From the willow: A medicine that transcends time

It goes as far back as the Assyrians who documented the use of willow leaves for rheumatic inflammation on stone tablets during the Sumerian period, around 2000 BCE. They found that willow leaves and bark reduced fevers and inflammation. Willows naturally produce salicylic acid in response to stress and to help fight against bacterial infection. It’s an anti-inflammatory and anti-bacterial compound metabolized from the salicin in the bark.
By the 1700s in Europe, powdered willow bark was used widely in pain control. By the 1890s, it appeared on pharmacy shelves in the synthesized form of acetylsalicylic acid (ASA) tablets, trademarked by the Bayer Company as Aspirin. In 1948, Lawrence Craven, a California general practitioner, was the first to report a link between ASA and the prevention of myocardial infarction and stroke.
Researchers took this work even further, demonstrating that ASA inhibited the body’s production of clot forming prostaglandins that can lead to heart attack or stroke – receiving the 1982 Nobel Prize in medicine for their efforts.

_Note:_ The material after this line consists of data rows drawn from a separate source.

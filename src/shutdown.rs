// Beacon Relay - Gateway work-dispatch core
// Copyright (c) 2025 David Martin Venti
//
// Dual-licensed under AGPL-3.0 and Commercial License.
// See LICENSE file for details.

//! Cooperative shutdown flag

use std::sync::atomic::{AtomicBool, Ordering};
use std::sync::Arc;

/// Process-wide keep-running flag polled at every loop head
///
/// Clones share the same flag. It starts out running; [`ShutdownFlag::request`]
/// flips it once and for all.
#[derive(Debug, Clone)]
pub struct ShutdownFlag {
    running: Arc<AtomicBool>,
}

impl ShutdownFlag {
    /// Create a flag in the running state
    pub fn new() -> Self {
        Self {
            running: Arc::new(AtomicBool::new(true)),
        }
    }

    /// Ask every loop sharing this flag to stop
    pub fn request(&self) {
        self.running.store(false, Ordering::SeqCst);
    }

    /// True until shutdown has been requested
    pub fn is_running(&self) -> bool {
        self.running.load(Ordering::SeqCst)
    }

    /// True once shutdown has been requested
    pub fn is_requested(&self) -> bool {
        !self.is_running()
    }
}

impl Default for ShutdownFlag {
    fn default() -> Self {
        Self::new()
    }
}

#[cfg(test)]
mod tests {
    use super::*;

    #[test]
    fn test_shutdown_flag_shared() {
        let flag = ShutdownFlag::new();
        let clone = flag.clone();
        assert!(clone.is_running());

        flag.request();
        assert!(clone.is_requested());
        assert!(!flag.is_running());
    }
}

Patrice Lindsay, Director of Health Systems at Heart & Stroke explains, “ASA has anti-platelet (anti-clotting) properties, which means it can help slow down how fast a clot is forming or help reduce the size of the clot.” She warns, “ASA alone is not enough, and anyone showing signs of chest pain or a heart attack needs to get emergency medical treatment.”
Lindsay says that daily use of ASA is not recommended for preventing a first-time heart attack or stroke. Research has shown that the side effect of ASA – risk of bleeding in your stomach or brain – may be higher than the benefit of preventing a first stroke or heart attack.
For those thinking of brewing up their own cup of willow tea to help with pain, Lindsay explains, “The amount of salicin or ASA obtained by boiling willow bark is unclear and may not meet the minimum required dose to be effective. If you require a specific amount of ASA to treat or prevent a medical condition, it is safer to use commercial ASA with known doses, as the amount released in boiling willow bark is unclear and likely would be lower than what is needed or prescribed.”
It seems ASA’s star has yet to diminish, with several studies now pointing to its potential in lowering the risk of bowel cancer.